WHAT NEEDS TO BE DONE –
Your job is to copy the lines from the material that include "Serialize".

SUPPLIED MATERIAL –
//! Note book: titled notes with free-form bodies and tags.

use crate::book::{Book, BookSchema, OperationSpec, RecordStore};
use crate::dispatch::Arguments;
use crate::error::DispatchError;
use crate::outcome::Outcome;

pub const BOOK_NAME: &str = "note";

const SEARCH: &str = "search_notes";

pub struct NoteBook {
    store: RecordStore,
}

impl NoteBook {
    pub fn new() -> Self {
        let schema = BookSchema::new(&["title", "body", "tag"], &["tag"], &["title"], &["title"]);
        Self {
            store: RecordStore::new(BOOK_NAME, schema),
        }
    }
}

impl Default for NoteBook {
    fn default() -> Self {
        Self::new()
    }
}

impl Book for NoteBook {
    fn store(&self) -> &RecordStore {
        &self.store
    }

    fn store_mut(&mut self) -> &mut RecordStore {
        &mut self.store
    }

    fn normalize(&self, field: &str, value: &str) -> Result<String, DispatchError> {
        // Tags compare case-insensitively anyway; store them lowercase.
        if field == "tag" {
            Ok(value.to_lowercase())
        } else {
            Ok(value.to_string())
        }
    }

    fn custom_operations(&self) -> Vec<OperationSpec> {
        vec![OperationSpec::custom(SEARCH, &["query"])]
    }

    fn run_custom(&mut self, operation: &str, args: &Arguments) -> Result<Outcome, DispatchError> {
        if operation != SEARCH {
            return Err(DispatchError::UnknownCommand {
                command: operation.to_string(),
                suggestions: Vec::new(),
            });
        }
        let query = args
            .get("query")
            .ok_or_else(|| DispatchError::validation("missing search query"))?;
        Ok(Outcome::Records {
            book: BOOK_NAME.to_string(),
            records: self.store.search(query)?.into_iter().cloned().collect(),
        })
    }
}

#[cfg(test)]
mod tests {
    use super::*;

    #[test]
    fn tags_are_stored_lowercase() {
        let mut book = NoteBook::new();
        let key = book
            .add(&[
                ("title".to_string(), "Groceries".to_string()),
                ("tag".to_string(), "Home".to_string()),
            ])
            .unwrap();
        assert_eq!(key, "groceries");
        book.add_entry(&key, "tag", "URGENT").unwrap();
        assert_eq!(
            book.get_entries(&key, "tag", None).unwrap(),
            ["home", "urgent"]
        );
    }

    #[test]
    fn search_runs_through_custom_operation() {
        let mut book = NoteBook::new();
        book.add(&[
            ("title".to_string(), "Groceries".to_string()),
            ("body".to_string(), "milk,eggs".to_string()),
        ])
        .unwrap();
        let args: Arguments = [("query".to_string(), "EGG".to_string())].into_iter().collect();
        let outcome = book.run_custom("search_notes", &args).unwrap();
        match outcome {
            Outcome::Records { records, .. } => assert_eq!(records.len(), 1),
            other => panic!("unexpected outcome {other:?}"),
        }
        assert!(book.run_custom("reindex", &args).is_err());
    }
}
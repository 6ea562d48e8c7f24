//! Declared field layout of a book.

use crate::catalog::naming::is_valid_identifier;
use anyhow::{Result, bail};
use std::collections::BTreeSet;

/// Field metadata a book exposes to the catalog and enforces in its store.
///
/// `fields` lists every field in declaration order, single- and
/// multi-valued alike; the other lists are subsets of it.
#[derive(Clone, Debug, PartialEq, Eq)]
pub struct BookSchema {
    fields: Vec<String>,
    multi_value_fields: Vec<String>,
    required_fields: Vec<String>,
    key_fields: Vec<String>,
}

impl BookSchema {
    pub fn new(
        fields: &[&str],
        multi_value_fields: &[&str],
        required_fields: &[&str],
        key_fields: &[&str],
    ) -> Self {
        let owned = |names: &[&str]| -> Vec<String> {
            names.iter().map(|name| name.to_string()).collect()
        };
        Self {
            fields: owned(fields),
            multi_value_fields: owned(multi_value_fields),
            required_fields: owned(required_fields),
            key_fields: owned(key_fields),
        }
    }

    pub fn fields(&self) -> &[String] {
        &self.fields
    }

    pub fn multi_value_fields(&self) -> &[String] {
        &self.multi_value_fields
    }

    pub fn required_fields(&self) -> &[String] {
        &self.required_fields
    }

    pub fn key_fields(&self) -> &[String] {
        &self.key_fields
    }

    pub fn has_field(&self, field: &str) -> bool {
        self.fields.iter().any(|name| name == field)
    }

    pub fn is_multi_valued(&self, field: &str) -> bool {
        self.multi_value_fields.iter().any(|name| name == field)
    }

    pub fn is_required(&self, field: &str) -> bool {
        self.required_fields.iter().any(|name| name == field)
    }

    /// Check the declaration is self-consistent.
    ///
    /// Runs at registration so a malformed book never reaches the catalog.
    pub fn validate(&self) -> Result<()> {
        let mut seen = BTreeSet::new();
        for field in &self.fields {
            if !is_valid_identifier(field) {
                bail!("field name must match ^[a-z][a-z0-9_]*$, got '{field}'");
            }
            if !seen.insert(field.as_str()) {
                bail!("field '{field}' declared more than once");
            }
        }
        for field in &self.multi_value_fields {
            if !self.has_field(field) {
                bail!("multi-valued field '{field}' is not a declared field");
            }
        }
        for field in &self.required_fields {
            if !self.has_field(field) {
                bail!("required field '{field}' is not a declared field");
            }
            if self.is_multi_valued(field) {
                bail!("required field '{field}' must be single-valued");
            }
        }
        if self.key_fields.is_empty() {
            bail!("at least one key field must be declared");
        }
        for field in &self.key_fields {
            if !self.is_required(field) {
                bail!("key field '{field}' must be a required field");
            }
        }
        Ok(())
    }
}
#![allow(dead_code)]

use anyhow::{Context, Result, anyhow};
use recordbook::book::{Book, BookSchema, OperationSpec, RecordStore};
use recordbook::dispatch::Arguments;
use recordbook::{CommandCatalog, DispatchError, Dispatcher, Library, Outcome};
use std::io::Write;
use std::path::{Path, PathBuf};
use std::process::{Command, Output, Stdio};

/// Default books plus a dispatcher over their catalog.
pub fn session() -> (Library, Dispatcher) {
    let library = Library::with_default_books().expect("default books");
    let catalog = CommandCatalog::build(&library).expect("default catalog");
    (library, Dispatcher::new(catalog))
}

pub fn run(dispatcher: &Dispatcher, library: &mut Library, line: &str) -> Result<Outcome> {
    dispatcher
        .dispatch(library, line)
        .map_err(|err| anyhow!("{line}: {err}"))
}

pub fn run_err(dispatcher: &Dispatcher, library: &mut Library, line: &str) -> DispatchError {
    match dispatcher.dispatch(library, line) {
        Ok(outcome) => panic!("{line}: expected an error, got {outcome:?}"),
        Err(err) => err,
    }
}

pub fn recordbook_binary() -> PathBuf {
    PathBuf::from(env!("CARGO_BIN_EXE_recordbook"))
}

/// Run the REPL against `state`, feeding `input` on stdin until EOF.
pub fn run_repl(state: &Path, input: impl AsRef<[u8]>) -> Result<Output> {
    let mut child = Command::new(recordbook_binary())
        .arg("--state")
        .arg(state)
        .env_remove("RECORDBOOK_LOG")
        .stdin(Stdio::piped())
        .stdout(Stdio::piped())
        .stderr(Stdio::piped())
        .spawn()
        .context("spawning recordbook")?;
    child
        .stdin
        .take()
        .context("recordbook stdin")?
        .write_all(input.as_ref())
        .context("writing REPL input")?;
    child.wait_with_output().context("waiting for recordbook")
}

/// Book with a hidden maintenance operation next to a visible one.
pub struct ArchiveBook {
    store: RecordStore,
}

impl ArchiveBook {
    pub fn new() -> Self {
        let schema = BookSchema::new(&["name", "label"], &["label"], &["name"], &["name"]);
        Self {
            store: RecordStore::new("archive", schema),
        }
    }
}

impl Book for ArchiveBook {
    fn store(&self) -> &RecordStore {
        &self.store
    }

    fn store_mut(&mut self) -> &mut RecordStore {
        &mut self.store
    }

    fn custom_operations(&self) -> Vec<OperationSpec> {
        vec![
            OperationSpec::custom("count_archive", &[]),
            OperationSpec::hidden("compact_archive"),
        ]
    }

    fn run_custom(&mut self, operation: &str, _args: &Arguments) -> Result<Outcome, DispatchError> {
        match operation {
            "count_archive" => Ok(Outcome::Text(self.store.len().to_string())),
            other => Err(DispatchError::UnknownCommand {
                command: other.to_string(),
                suggestions: Vec::new(),
            }),
        }
    }
}

/// Book whose custom operation publishes the same name as contact's add.
pub struct ClashBook {
    store: RecordStore,
}

impl ClashBook {
    pub fn new() -> Self {
        let schema = BookSchema::new(&["title"], &[], &["title"], &["title"]);
        Self {
            store: RecordStore::new("clash", schema),
        }
    }
}

impl Book for ClashBook {
    fn store(&self) -> &RecordStore {
        &self.store
    }

    fn store_mut(&mut self) -> &mut RecordStore {
        &mut self.store
    }

    fn custom_operations(&self) -> Vec<OperationSpec> {
        vec![OperationSpec::custom("add_contact", &["title"])]
    }
}
//! Saving and restoring library state as a single JSON file.
//!
//! The file is validated against `schema/book_state.schema.json` before any
//! record is restored, and every record is then rebuilt through its book's
//! normalization and schema. Writes go to a temporary file in the target
//! directory and are renamed into place, so a crash never leaves a
//! half-written state file.

use crate::library::Library;
use crate::record::Record;
use anyhow::{Context, Result, anyhow, bail};
use jsonschema::JSONSchema;
use serde::{Deserialize, Serialize};
use serde_json::Value;
use std::collections::BTreeMap;
use std::env;
use std::ffi::OsString;
use std::fs;
use std::io::Write;
use std::path::{Path, PathBuf};
use tempfile::NamedTempFile;
use tracing::{debug, info, warn};

pub const STATE_SCHEMA_VERSION: &str = "recordbook_state_v1";

/// Overrides the default state location.
pub const STATE_ENV: &str = "RECORDBOOK_STATE";

const STATE_SCHEMA: &str = include_str!("../schema/book_state.schema.json");
const STATE_DIR: &str = ".recordbook";
const STATE_FILE: &str = "state.json";
const FALLBACK_STATE_FILE: &str = "recordbook_state.json";

#[derive(Debug, Serialize, Deserialize)]
struct StateFile {
    schema_version: String,
    books: BTreeMap<String, Vec<Record>>,
}

/// Where state lives: `--state`, then `$RECORDBOOK_STATE`, then
/// `$HOME/.recordbook/state.json`, then `./recordbook_state.json`.
pub fn resolve_state_path(explicit: Option<&Path>) -> PathBuf {
    resolve_state_path_from(explicit, env::var_os(STATE_ENV), env::var_os("HOME"))
}

fn resolve_state_path_from(
    explicit: Option<&Path>,
    from_env: Option<OsString>,
    home: Option<OsString>,
) -> PathBuf {
    if let Some(path) = explicit {
        return path.to_path_buf();
    }
    if let Some(path) = from_env.filter(|value| !value.is_empty()) {
        return PathBuf::from(path);
    }
    match home.filter(|value| !value.is_empty()) {
        Some(home) => PathBuf::from(home).join(STATE_DIR).join(STATE_FILE),
        None => PathBuf::from(FALLBACK_STATE_FILE),
    }
}

/// Restore every book named in the state file; returns the record count.
///
/// A missing file is an empty library. Books the file names but the library
/// does not register are skipped with a warning.
pub fn load_state(library: &mut Library, path: &Path) -> Result<usize> {
    if !path.exists() {
        debug!(path = %path.display(), "no state file; starting empty");
        return Ok(0);
    }
    let raw = fs::read_to_string(path)
        .with_context(|| format!("reading state file {}", path.display()))?;
    let value: Value = serde_json::from_str(&raw)
        .with_context(|| format!("parsing state file {}", path.display()))?;
    validate_state(&value).with_context(|| format!("validating {}", path.display()))?;
    let state: StateFile = serde_json::from_value(value)
        .with_context(|| format!("decoding state file {}", path.display()))?;

    let mut restored = 0;
    for (name, records) in state.books {
        let Some(book) = library.find_mut(&name) else {
            warn!(book = %name, "state file names an unregistered book; skipping");
            continue;
        };
        let count = records.len();
        book.restore(records)
            .with_context(|| format!("restoring book '{name}' from {}", path.display()))?;
        restored += count;
    }
    info!(path = %path.display(), records = restored, "loaded state");
    Ok(restored)
}

/// Write every book's records to `path`, replacing it atomically.
pub fn save_state(library: &Library, path: &Path) -> Result<()> {
    let state = StateFile {
        schema_version: STATE_SCHEMA_VERSION.to_string(),
        books: library
            .books()
            .map(|book| (book.name().to_string(), book.store().iter().cloned().collect()))
            .collect(),
    };

    let dir = match path.parent() {
        Some(parent) if !parent.as_os_str().is_empty() => parent,
        _ => Path::new("."),
    };
    fs::create_dir_all(dir).with_context(|| format!("creating {}", dir.display()))?;
    let mut tmp = NamedTempFile::new_in(dir)
        .with_context(|| format!("creating temporary file in {}", dir.display()))?;
    serde_json::to_writer_pretty(&mut tmp, &state)
        .with_context(|| format!("serializing state for {}", path.display()))?;
    tmp.write_all(b"\n")
        .with_context(|| format!("writing state for {}", path.display()))?;
    tmp.as_file()
        .sync_all()
        .with_context(|| format!("flushing state for {}", path.display()))?;
    tmp.persist(path)
        .map_err(|err| err.error)
        .with_context(|| format!("writing state file {}", path.display()))?;
    info!(path = %path.display(), books = state.books.len(), "saved state");
    Ok(())
}

fn validate_state(value: &Value) -> Result<()> {
    let schema: Value =
        serde_json::from_str(STATE_SCHEMA).context("parsing embedded state schema")?;
    let compiled =
        JSONSchema::compile(&schema).map_err(|err| anyhow!("compiling state schema: {err}"))?;
    if let Err(errors) = compiled.validate(value) {
        let details = errors
            .map(|err| err.to_string())
            .collect::<Vec<_>>()
            .join("\n");
        bail!("state file failed schema validation:\n{details}");
    }
    Ok(())
}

REPLY TO THE TASK –
use serde::{Deserialize, Serialize};
#[derive(Debug, Serialize, Deserialize)]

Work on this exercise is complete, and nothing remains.